** INPUT follows **
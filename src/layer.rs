//! Layers: the nodes of the visual network graph.
//!
//! A [`Layer`] is a positioned, styled, nameable node. The three variants in
//! [`LayerKind`] share all behavior and differ only in default geometry, fill
//! colour and drawn outline.

use crate::config::EditorConfig;
use crate::geometry::BBox;
use crate::path::{CubicBezier, Shape};
use crate::surface::{Paint, Surface};
use serde::{Deserialize, Serialize};
use slint::Color;
use std::fmt;
use std::str::FromStr;

const BASE_LINE_WIDTH: f32 = 1.0;
const HOVER_LINE_WIDTH: f32 = 2.0;

/// Which variant of layer this is.
#[derive(Debug, Clone, Copy, PartialEq, Eq, Hash)]
pub enum LayerKind {
    /// Hidden layer: rounded rectangle, created only by drop insertion.
    Standard,
    /// Network input: circle near the top center.
    Input,
    /// Network output: circle near the bottom center.
    Output,
}

impl LayerKind {
    pub fn default_box(self) -> BBox {
        match self {
            LayerKind::Standard => BBox::new(0.2, 0.5, 0.4, 0.05),
            LayerKind::Input => BBox::new(0.45, 0.1, 0.1, 0.1),
            LayerKind::Output => BBox::new(0.45, 0.8, 0.1, 0.1),
        }
    }

    pub fn default_fill(self) -> Color {
        match self {
            LayerKind::Standard => Color::from_rgb_u8(0x99, 0x99, 0xff),
            LayerKind::Input => Color::from_rgb_u8(0x99, 0xff, 0x99),
            LayerKind::Output => Color::from_rgb_u8(0xff, 0x99, 0x99),
        }
    }

    /// Pixel-space outline for a box of this kind on a `width`×`height` surface.
    pub fn outline(self, bbox: &BBox, width: f32, height: f32, corner_radius: f32) -> Shape {
        match self {
            LayerKind::Standard => Shape::RoundedRect {
                x: bbox.x * width,
                y: bbox.y * height,
                width: bbox.w * width,
                height: bbox.h * height,
                radius: corner_radius,
            },
            LayerKind::Input | LayerKind::Output => {
                let center = bbox.center();
                Shape::Circle {
                    cx: center.x * width,
                    cy: center.y * height,
                    radius: width * bbox.w / 2.0,
                }
            }
        }
    }
}

/// Activation function recorded on a hidden layer for the training side.
#[derive(Debug, Clone, Copy, PartialEq, Eq, Hash, Serialize, Deserialize)]
pub enum Activation {
    Sigmoid,
    ReLu,
    Tanh,
}

impl Activation {
    pub fn as_str(self) -> &'static str {
        match self {
            Activation::Sigmoid => "Sigmoid",
            Activation::ReLu => "ReLu",
            Activation::Tanh => "Tanh",
        }
    }

    /// Activation named by the first word of a layer name, e.g. `"ReLu 2"`.
    pub fn from_layer_name(name: &str) -> Option<Activation> {
        name.split_whitespace().next()?.parse().ok()
    }
}

impl FromStr for Activation {
    type Err = ();

    fn from_str(s: &str) -> Result<Self, Self::Err> {
        match s.to_ascii_lowercase().as_str() {
            "sigmoid" => Ok(Activation::Sigmoid),
            "relu" => Ok(Activation::ReLu),
            "tanh" => Ok(Activation::Tanh),
            _ => Err(()),
        }
    }
}

impl fmt::Display for Activation {
    fn fmt(&self, f: &mut fmt::Formatter<'_>) -> fmt::Result {
        f.write_str(self.as_str())
    }
}

#[derive(Debug, Clone, Copy, PartialEq)]
pub struct LayerStyle {
    pub fill: Color,
    pub stroke: Color,
    pub line_width: f32,
}

impl LayerStyle {
    fn for_kind(kind: LayerKind) -> Self {
        Self {
            fill: kind.default_fill(),
            stroke: Color::from_rgb_u8(0x11, 0x11, 0x11),
            line_width: BASE_LINE_WIDTH,
        }
    }
}

/// One network layer in the graph.
#[derive(Debug, Clone, PartialEq)]
pub struct Layer {
    kind: LayerKind,
    name: String,
    node_count: u32,
    activation: Option<Activation>,
    bbox: BBox,
    style: LayerStyle,
    hovered: bool,
    editing: bool,
}

impl Layer {
    fn with_kind(kind: LayerKind, name: String, node_count: u32) -> Self {
        let activation = match kind {
            LayerKind::Standard => Activation::from_layer_name(&name),
            LayerKind::Input | LayerKind::Output => None,
        };
        Self {
            kind,
            name,
            node_count,
            activation,
            bbox: kind.default_box(),
            style: LayerStyle::for_kind(kind),
            hovered: false,
            editing: false,
        }
    }

    pub(crate) fn standard(name: String, node_count: u32) -> Self {
        Self::with_kind(LayerKind::Standard, name, node_count)
    }

    pub(crate) fn input(node_count: u32) -> Self {
        Self::with_kind(LayerKind::Input, "Input".into(), node_count)
    }

    pub(crate) fn output(node_count: u32) -> Self {
        Self::with_kind(LayerKind::Output, "Output".into(), node_count)
    }

    /// Standard layer whose box fills the whole surface, used for palette
    /// thumbnails.
    pub(crate) fn thumbnail(name: &str) -> Self {
        let mut layer = Self::standard(name.to_string(), 0);
        layer.bbox = BBox::new(0.0, 0.0, 1.0, 1.0);
        layer
    }

    pub fn kind(&self) -> LayerKind {
        self.kind
    }

    pub fn name(&self) -> &str {
        &self.name
    }

    pub fn node_count(&self) -> u32 {
        self.node_count
    }

    pub fn activation(&self) -> Option<Activation> {
        self.activation
    }

    pub fn bbox(&self) -> &BBox {
        &self.bbox
    }

    pub fn style(&self) -> &LayerStyle {
        &self.style
    }

    pub fn is_hovered(&self) -> bool {
        self.hovered
    }

    pub fn is_editing(&self) -> bool {
        self.editing
    }

    pub(crate) fn bbox_mut(&mut self) -> &mut BBox {
        &mut self.bbox
    }

    /// Rename, keeping the activation in step for hidden layers.
    pub(crate) fn set_name(&mut self, name: String) {
        if self.kind == LayerKind::Standard {
            self.activation = Activation::from_layer_name(&name);
        }
        self.name = name;
    }

    pub(crate) fn set_node_count(&mut self, node_count: u32) {
        self.node_count = node_count;
    }

    pub(crate) fn set_editing(&mut self, editing: bool) {
        self.editing = editing;
    }

    pub(crate) fn set_hover(&mut self) {
        self.hovered = true;
        self.style.line_width = HOVER_LINE_WIDTH;
    }

    pub(crate) fn clear_hover(&mut self) {
        self.hovered = false;
        self.style.line_width = BASE_LINE_WIDTH;
    }

    // === Drawing ===

    /// Fill and stroke the variant outline, then draw the centered label.
    pub fn draw_shape<S: Surface + ?Sized>(&self, surface: &mut S, config: &EditorConfig) {
        let (w, h) = surface.size();
        let outline = self.kind.outline(&self.bbox, w, h, config.corner_radius);
        surface.draw_shape(
            &outline,
            &Paint::fill_and_stroke(self.style.fill, self.style.stroke, self.style.line_width),
        );

        let center = self.bbox.center();
        surface.draw_label(
            &self.name,
            center.x * w,
            center.y * h,
            &config.label_font,
            Color::from_rgb_u8(0, 0, 0),
        );
    }

    /// Stroke the selection rectangle around the box. Does nothing unless
    /// the layer is being edited.
    pub fn draw_edit_highlight<S: Surface + ?Sized>(&self, surface: &mut S, config: &EditorConfig) {
        if !self.editing {
            return;
        }
        let (w, h) = surface.size();
        let frame = Shape::rect_over(&self.bbox.expanded(config.edit_padding), w, h);
        surface.draw_shape(&frame, &Paint::stroke_only(self.style.stroke, BASE_LINE_WIDTH));
    }

    /// Curve from this layer's center to `next`'s center.
    pub fn connection_to(&self, next: &Layer) -> CubicBezier {
        CubicBezier::connecting(&self.bbox, &next.bbox)
    }

    pub fn draw_connection_to<S: Surface + ?Sized>(&self, next: &Layer, surface: &mut S) {
        let (w, h) = surface.size();
        let curve = self.connection_to(next).scaled(w, h);
        surface.draw_shape(
            &Shape::Curve(curve),
            &Paint::stroke_only(Color::from_rgb_u8(0, 0, 0), BASE_LINE_WIDTH),
        );
    }

    /// Edit highlight (if editing), then outline, then label.
    pub fn draw<S: Surface + ?Sized>(&self, surface: &mut S, config: &EditorConfig) {
        self.draw_edit_highlight(surface, config);
        self.draw_shape(surface, config);
    }
}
** End of INPUT **
» **WHAT THE TASK REQUIRES**
The answer must consist of every line in the records above that contains the word "Copy".

» **YOUR SOLUTION**
#[derive(Debug, Clone, Copy, PartialEq, Eq, Hash)]
#[derive(Debug, Clone, Copy, PartialEq, Eq, Hash, Serialize, Deserialize)]
#[derive(Debug, Clone, Copy, PartialEq)]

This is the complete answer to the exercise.